[Tutor] Re: Please critique my hangman.py program
Alan Gauld
alan.gauld at blueyonder.co.uk
Sun Jul 25 10:33:32 CEST 2004
> >> # Evaluate guess against word
> >> letter_correct = 0
> >> for i in range(word_length):
> >> if guess == word[i]:
> >> correct_so_far[i] = guess
> >> letter_correct=1
> >> letters_guessed = letters_guessed + 1
> >
> >Personally I'd use a while loop here:
> >
> > i,letter_correct = 0,False
> > while i < word_length and not letter_correct:
> > if guess == word[i]:
> > correct_so_far[i] = guess
> > letter_correct=True
> > letters_guessed += 1
> > i += 1
> >
> >Same length but I just think the test expresses the intention of
> >the loop better.
>
> I think that there may be a problem with this. For a word that
> has 2 of the same letter. The original way checks for that,
> while the latter way would make "letter_correct" = to "True"
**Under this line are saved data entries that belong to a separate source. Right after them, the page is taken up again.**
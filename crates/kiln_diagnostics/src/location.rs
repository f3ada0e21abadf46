//! Human-readable source locations.

use serde::{Deserialize, Serialize};
use std::fmt;
use std::path::PathBuf;

/// A point in a source file that a diagnostic refers to.
///
/// Line and column are 1-indexed; a value of 0 means "unknown" and is
/// omitted when displayed.
#[derive(Debug, Clone, PartialEq, Eq, Serialize, Deserialize)]
pub struct Location {
    /// The filesystem path of the source file.
    pub path: PathBuf,
    /// The line number (1-indexed, 0 if unknown).
    pub line: u32,
    /// The column number (1-indexed, 0 if unknown).
    pub column: u32,
}

impl Location {
    /// Creates a location at a specific line and column.
    pub fn new(path: impl Into<PathBuf>, line: u32, column: u32) -> Self {
        Self {
            path: path.into(),
            line,
            column,
        }
    }

    /// Creates a location that names only a file.
    pub fn file(path: impl Into<PathBuf>) -> Self {
        Self::new(path, 0, 0)
    }
}

impl fmt::Display for Location {
    fn fmt(&self, f: &mut fmt::Formatter<'_>) -> fmt::Result {
        write!(f, "{}", self.path.display())?;
        if self.line > 0 {
            write!(f, ":{}", self.line)?;
            if self.column > 0 {
                write!(f, ":{}", self.column)?;
            }
        }
        Ok(())
    }
}

#[cfg(test)]
mod tests {
    use super::*;

    #[test]
    fn display_full() {
        let loc = Location::new("src/Main.as", 10, 5);
        assert_eq!(format!("{loc}"), "src/Main.as:10:5");
    }

    #[test]
    fn display_file_only() {
        let loc = Location::file("libs/framework.lib");
        assert_eq!(format!("{loc}"), "libs/framework.lib");
    }

    #[test]
    fn display_line_without_column() {
        let loc = Location::new("a.as", 3, 0);
        assert_eq!(format!("{loc}"), "a.as:3");
    }
}
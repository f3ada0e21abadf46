//! Interned identifiers for cheap cloning and O(1) equality comparison.

use lasso::ThreadedRodeo;
use serde::{Deserialize, Serialize};

/// An interned name, represented as a `u32` index into an [`Interner`].
///
/// The dependent-closure computation interns every qualified name it sees so
/// that relation lookups compare integers instead of strings.
#[derive(Clone, Copy, PartialEq, Eq, PartialOrd, Ord, Hash, Debug, Serialize, Deserialize)]
pub struct Ident(u32);

impl Ident {
    /// Creates an `Ident` from a raw `u32` index.
    ///
    /// This is primarily intended for deserialization and testing.
    /// In normal use, identifiers should be created through [`Interner::get_or_intern`].
    pub fn from_raw(index: u32) -> Self {
        Self(index)
    }

    /// Returns the raw `u32` index of this identifier.
    pub fn as_raw(self) -> u32 {
        self.0
    }
}

// SAFETY: `Ident` wraps a `u32` which is always a valid `usize` on 32-bit and
// 64-bit platforms. `try_from_usize` rejects values that don't fit in `u32`.
unsafe impl lasso::Key for Ident {
    fn into_usize(self) -> usize {
        self.0 as usize
    }

    fn try_from_usize(int: usize) -> Option<Self> {
        u32::try_from(int).ok().map(Ident)
    }
}

/// Thread-safe string interner backed by [`lasso::ThreadedRodeo`].
pub struct Interner {
    rodeo: ThreadedRodeo<Ident>,
}

impl Interner {
    /// Creates a new empty interner.
    pub fn new() -> Self {
        Self {
            rodeo: ThreadedRodeo::new(),
        }
    }

    /// Interns a string, returning its [`Ident`]. If the string was already
    /// interned, returns the existing identifier without allocating.
    pub fn get_or_intern(&self, s: &str) -> Ident {
        self.rodeo.get_or_intern(s)
    }

    /// Returns the identifier of an already-interned string.
    pub fn get(&self, s: &str) -> Option<Ident> {
        self.rodeo.get(s)
    }

    /// Resolves an [`Ident`] back to its string value.
    ///
    /// # Panics
    ///
    /// Panics if the `Ident` was not created by this interner.
    pub fn resolve(&self, ident: Ident) -> &str {
        self.rodeo.resolve(&ident)
    }

    /// Returns the number of distinct strings interned so far.
    pub fn len(&self) -> usize {
        self.rodeo.len()
    }

    /// Returns `true` if nothing has been interned.
    pub fn is_empty(&self) -> bool {
        self.rodeo.is_empty()
    }
}

impl Default for Interner {
    fn default() -> Self {
        Self::new()
    }
}
//! Library archive builds.

use crate::builder::forward_builder;
use crate::collab::{SourceContainers, Toolchain};
use crate::engine::{anchor_options, anchored, ArtifactBuild, LinkRoots};
use kiln_common::QName;
use kiln_config::{ArtifactKind, BuildOptions, ConfigError, ResolvedArtifact};
use std::ops::{Deref, DerefMut};
use std::path::{Path, PathBuf};

/// What a library archive includes.
#[derive(Debug, Clone, Default, PartialEq, Eq)]
pub struct LibraryComponents {
    /// Definitions included by qualified name.
    pub classes: Vec<QName>,
    /// Source files or directories included wholesale.
    pub sources: Vec<PathBuf>,
    /// Namespaces whose definitions are all included.
    pub namespaces: Vec<String>,
    /// Resource bundles included.
    pub bundles: Vec<String>,
}

/// Builds a library archive from its components.
#[derive(Debug)]
pub struct LibraryBuild {
    engine: ArtifactBuild,
    components: LibraryComponents,
}

impl LibraryBuild {
    /// Creates a library build.
    pub fn new(
        name: impl Into<String>,
        components: LibraryComponents,
        options: BuildOptions,
        toolchain: Toolchain,
    ) -> Self {
        let containers = SourceContainers {
            file_specs: Vec::new(),
            source_list: components.sources.clone(),
            source_path: Vec::new(),
            bundles: components.bundles.clone(),
        };
        let engine = ArtifactBuild::new(
            name,
            ArtifactKind::Library,
            containers,
            LinkRoots::Components(components.clone()),
            options,
            toolchain,
        );
        Self { engine, components }
    }

    /// Creates a library build from a resolved `kiln.toml` artifact,
    /// anchoring relative paths at `base`.
    pub fn from_resolved(
        artifact: &ResolvedArtifact,
        base: &Path,
        toolchain: Toolchain,
    ) -> Result<Self, ConfigError> {
        let classes = artifact
            .include_classes
            .iter()
            .map(|c| {
                c.parse::<QName>().map_err(|e| {
                    ConfigError::ValidationError(format!(
                        "artifact '{}': include class '{c}': {e}",
                        artifact.name
                    ))
                })
            })
            .collect::<Result<Vec<_>, _>>()?;
        let components = LibraryComponents {
            classes,
            sources: artifact
                .include_sources
                .iter()
                .map(|s| anchored(base, s))
                .collect(),
            namespaces: artifact.include_namespaces.clone(),
            bundles: artifact.include_bundles.clone(),
        };
        let mut options = artifact.options.clone();
        anchor_options(base, &mut options);
        let mut build = Self::new(artifact.name.clone(), components, options, toolchain);
        build.engine.configure_from(artifact, base);
        Ok(build)
    }

    /// The included components.
    pub fn components(&self) -> &LibraryComponents {
        &self.components
    }

    fn engine(&self) -> &ArtifactBuild {
        &self.engine
    }

    fn engine_mut(&mut self) -> &mut ArtifactBuild {
        &mut self.engine
    }
}

impl Deref for LibraryBuild {
    type Target = ArtifactBuild;

    fn deref(&self) -> &ArtifactBuild {
        &self.engine
    }
}

impl DerefMut for LibraryBuild {
    fn deref_mut(&mut self) -> &mut ArtifactBuild {
        &mut self.engine
    }
}

forward_builder!(LibraryBuild);
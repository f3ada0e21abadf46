//! Error types reported by build collaborators and the build engine.

use kiln_common::{InternalError, QName};
use kiln_diagnostics::Location;
use std::path::PathBuf;

/// A source container could not be resolved.
#[derive(Debug, thiserror::Error)]
pub enum ResolveError {
    /// A target or listed source file does not exist.
    #[error("source file not found: {0}")]
    MissingSource(PathBuf),

    /// A source-path root does not exist or is not a directory.
    #[error("source path root not found: {0}")]
    MissingRoot(PathBuf),

    /// A resource bundle was not found under any source-path root.
    #[error("resource bundle '{0}' not found")]
    MissingBundle(String),

    /// A source file exists but could not be read.
    #[error("failed to read {path}: {source}")]
    Unreadable {
        /// The unreadable file.
        path: PathBuf,
        /// The underlying I/O error.
        source: std::io::Error,
    },
}

impl ResolveError {
    /// The path the error refers to, if any.
    pub fn path(&self) -> Option<&PathBuf> {
        match self {
            ResolveError::MissingSource(path)
            | ResolveError::MissingRoot(path)
            | ResolveError::Unreadable { path, .. } => Some(path),
            ResolveError::MissingBundle(_) => None,
        }
    }
}

/// A translation unit failed to compile.
#[derive(Debug, Clone, thiserror::Error)]
#[error("{source_name}: {message}")]
pub struct CompileError {
    /// The source that failed.
    pub source_name: QName,
    /// What went wrong.
    pub message: String,
    /// Where in the source it went wrong.
    pub location: Option<Location>,
}

impl CompileError {
    /// Creates a compile error without a location.
    pub fn new(source_name: QName, message: impl Into<String>) -> Self {
        Self {
            source_name,
            message: message.into(),
            location: None,
        }
    }
}

/// A dependency library could not be loaded.
#[derive(Debug, Clone, thiserror::Error)]
#[error("failed to load library {location}: {reason}")]
pub struct LoadError {
    /// The library location.
    pub location: PathBuf,
    /// Description of the failure.
    pub reason: String,
}

/// Linking failed.
#[derive(Debug, Clone, thiserror::Error)]
pub enum LinkError {
    /// A referenced definition is provided by no unit or library.
    #[error("undefined definition '{0}'")]
    Undefined(QName),

    /// Any other link failure.
    #[error("{0}")]
    Other(String),
}

/// Encoding a linked artifact failed.
#[derive(Debug, thiserror::Error)]
pub enum EncodeError {
    /// Writing to the output stream failed. Propagated to the caller.
    #[error("output write failed: {0}")]
    Io(#[from] std::io::Error),

    /// The artifact could not be represented in the output format.
    #[error("{0}")]
    Format(String),
}

/// Any failure an artifact build can encounter.
///
/// Builds report these through their logger and return result codes; only
/// I/O failures cross the [`Builder`](crate::Builder) surface as errors.
#[derive(Debug, thiserror::Error)]
pub enum BuildError {
    /// Effective configuration could not be resolved.
    #[error(transparent)]
    Config(#[from] kiln_config::ConfigError),
    /// Source resolution failed.
    #[error(transparent)]
    Resolve(#[from] ResolveError),
    /// Library loading failed.
    #[error(transparent)]
    Load(#[from] LoadError),
    /// A unit failed to compile.
    #[error(transparent)]
    Compile(#[from] CompileError),
    /// Linking failed.
    #[error(transparent)]
    Link(#[from] LinkError),
    /// Encoding failed.
    #[error(transparent)]
    Encode(#[from] EncodeError),
    /// Reading or writing an incremental-cache blob failed.
    #[error(transparent)]
    Cache(#[from] kiln_cache::CacheError),
    /// An internal invariant was violated.
    #[error(transparent)]
    Internal(#[from] InternalError),
}

#[cfg(test)]
mod tests {
    use super::*;

    #[test]
    fn compile_error_display() {
        let err = CompileError::new("app:Main".parse().unwrap(), "type was not found: Widget");
        assert_eq!(err.to_string(), "app:Main: type was not found: Widget");
    }

    #[test]
    fn resolve_error_path() {
        let err = ResolveError::MissingSource(PathBuf::from("src/Main.as"));
        assert_eq!(err.path(), Some(&PathBuf::from("src/Main.as")));
        assert!(ResolveError::MissingBundle("core".into()).path().is_none());
        assert_eq!(err.to_string(), "source file not found: src/Main.as");
    }

    #[test]
    fn build_error_is_transparent() {
        let err: BuildError = LinkError::Undefined("ui:Button".parse().unwrap()).into();
        assert_eq!(err.to_string(), "undefined definition 'ui:Button'");
        let err: BuildError = LoadError {
            location: PathBuf::from("libs/ui.lib"),
            reason: "bad archive".into(),
        }
        .into();
        assert_eq!(err.to_string(), "failed to load library libs/ui.lib: bad archive");
    }

    #[test]
    fn encode_io_converts() {
        let io = std::io::Error::new(std::io::ErrorKind::BrokenPipe, "closed");
        assert!(matches!(EncodeError::from(io), EncodeError::Io(_)));
    }
}
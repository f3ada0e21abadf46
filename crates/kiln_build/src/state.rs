//! Per-artifact build state and its incremental-cache file form.

use crate::collab::LinkedArtifact;
use crate::fingerprint::{FingerprintSet, LibraryRecord};
use kiln_cache::{decode_blob, encode_blob, CacheError, ResolvedLibraries, SourceRecord, TranslationUnit};
use kiln_common::QName;
use serde::{Deserialize, Serialize};
use std::collections::BTreeMap;
use std::io::{Read, Write};

/// Everything an artifact build retains between runs.
#[derive(Debug, Clone, PartialEq, Eq)]
pub struct BuildState {
    /// Fingerprints recorded at the last successful compile.
    pub fingerprints: FingerprintSet,
    /// Source records with their compiled units.
    pub sources: BTreeMap<QName, SourceRecord>,
    /// Library signature and file checksums.
    pub library: LibraryRecord,
    /// Libraries the units were compiled against.
    pub libraries: ResolvedLibraries,
    /// The last compile produced units that have not been linked yet.
    pub needs_link: bool,
    /// The last linked artifact. Not persisted.
    pub linked: Option<LinkedArtifact>,
}

impl BuildState {
    /// Number of compiled units.
    pub fn unit_count(&self) -> usize {
        self.sources.values().filter(|r| r.unit.is_some()).count()
    }

    /// Compiled units in name order.
    pub fn units(&self) -> impl Iterator<Item = (&QName, &TranslationUnit)> {
        self.sources
            .iter()
            .filter_map(|(name, record)| record.unit.as_ref().map(|u| (name, u)))
    }

    /// Writes the persistent part of this state as a versioned blob.
    pub fn save(
        &self,
        artifact: &str,
        toolchain_version: &str,
        writer: &mut dyn Write,
    ) -> Result<u64, CacheError> {
        let saved = SavedStateRef {
            artifact,
            fingerprints: &self.fingerprints,
            sources: &self.sources,
            library: &self.library,
            libraries: &self.libraries,
            needs_link: self.needs_link,
        };
        encode_blob(&saved, toolchain_version, writer)
    }
}

/// The persisted form of [`BuildState`].
#[derive(Debug, Clone, PartialEq, Eq, Deserialize)]
pub struct SavedState {
    /// Name of the artifact the state belongs to.
    pub artifact: String,
    /// Recorded fingerprints.
    pub fingerprints: FingerprintSet,
    /// Source records with their compiled units.
    pub sources: BTreeMap<QName, SourceRecord>,
    /// Library signature and file checksums.
    pub library: LibraryRecord,
    /// Libraries the units were compiled against.
    pub libraries: ResolvedLibraries,
    /// Whether a link was still pending when saved.
    pub needs_link: bool,
}

/// Borrowed twin of [`SavedState`]; field order must match.
#[derive(Serialize)]
struct SavedStateRef<'a> {
    artifact: &'a str,
    fingerprints: &'a FingerprintSet,
    sources: &'a BTreeMap<QName, SourceRecord>,
    library: &'a LibraryRecord,
    libraries: &'a ResolvedLibraries,
    needs_link: bool,
}

impl SavedState {
    /// Reads and validates a blob written by [`BuildState::save`].
    pub fn load(reader: &mut dyn Read, toolchain_version: &str) -> Result<Self, CacheError> {
        decode_blob(reader, toolchain_version)
    }

    /// Restores a build state. A restored state holds no linked artifact, so
    /// it is marked as needing a link.
    pub fn into_state(self) -> BuildState {
        BuildState {
            fingerprints: self.fingerprints,
            sources: self.sources,
            library: self.library,
            libraries: self.libraries,
            needs_link: true,
            linked: None,
        }
    }
}
//! Diagnostic codes emitted by artifact builds.

use kiln_diagnostics::{Category, DiagnosticCode};

/// Effective configuration could not be resolved.
pub const CONFIG_INVALID: DiagnosticCode = DiagnosticCode::new(Category::Config, 1);

/// Source resolution failed.
pub const RESOLVE_FAILED: DiagnosticCode = DiagnosticCode::new(Category::Resolution, 1);
/// A dependency library could not be loaded.
pub const LIBRARY_LOAD_FAILED: DiagnosticCode = DiagnosticCode::new(Category::Resolution, 2);
/// Two sources resolved to the same qualified name; the first is kept.
pub const DUPLICATE_SOURCE: DiagnosticCode = DiagnosticCode::new(Category::Resolution, 3);

/// A unit failed to compile.
pub const COMPILE_FAILED: DiagnosticCode = DiagnosticCode::new(Category::Compile, 1);

/// Linking failed.
pub const LINK_FAILED: DiagnosticCode = DiagnosticCode::new(Category::Link, 1);
/// Encoding failed.
pub const ENCODE_FAILED: DiagnosticCode = DiagnosticCode::new(Category::Link, 2);
/// `build` was called without an output location.
pub const NO_OUTPUT: DiagnosticCode = DiagnosticCode::new(Category::Link, 3);

/// An incremental-cache file or stream was unreadable and was ignored.
pub const CACHE_UNREADABLE: DiagnosticCode = DiagnosticCode::new(Category::Cache, 1);
/// The shared translation cache was built under a different configuration
/// and was cleared.
pub const CACHE_CLEARED: DiagnosticCode = DiagnosticCode::new(Category::Cache, 2);
/// Summary of the build decision.
pub const DECISION: DiagnosticCode = DiagnosticCode::new(Category::Cache, 3);
/// Writing the incremental-cache file failed.
pub const CACHE_SAVE_FAILED: DiagnosticCode = DiagnosticCode::new(Category::Cache, 4);
/// The build was stopped on request.
pub const STOPPED: DiagnosticCode = DiagnosticCode::new(Category::Cache, 5);

#[cfg(test)]
mod tests {
    use super::*;

    #[test]
    fn codes_render_with_prefixes() {
        assert_eq!(CONFIG_INVALID.to_string(), "F001");
        assert_eq!(RESOLVE_FAILED.to_string(), "R001");
        assert_eq!(COMPILE_FAILED.to_string(), "C001");
        assert_eq!(LINK_FAILED.to_string(), "L001");
        assert_eq!(CACHE_CLEARED.to_string(), "K002");
    }
}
> by the first pass and the while loop would terminate.
Good catch! Although it actually highlights a bug in the first version
too in that a single letter occurruing twice will show up twice in the
letters_guessed total. But I guess(sic) that thats less of an issue
than not filling in all of the blanks... :-)
It can be fixed by pulling it out of the loop and using an if
statement:
# Evaluate guess against word
letter_correct = False
for i in range(word_length):
if guess == word[i]:
correct_so_far[i] = guess
letter_correct=True
if letter_ correct:
letters_guessed = letters_guessed + 1
And my mistake can also be fixed by simply eliminating the second
clause of the while test, but then its not much advantage over the
for/range combo...
Alan G.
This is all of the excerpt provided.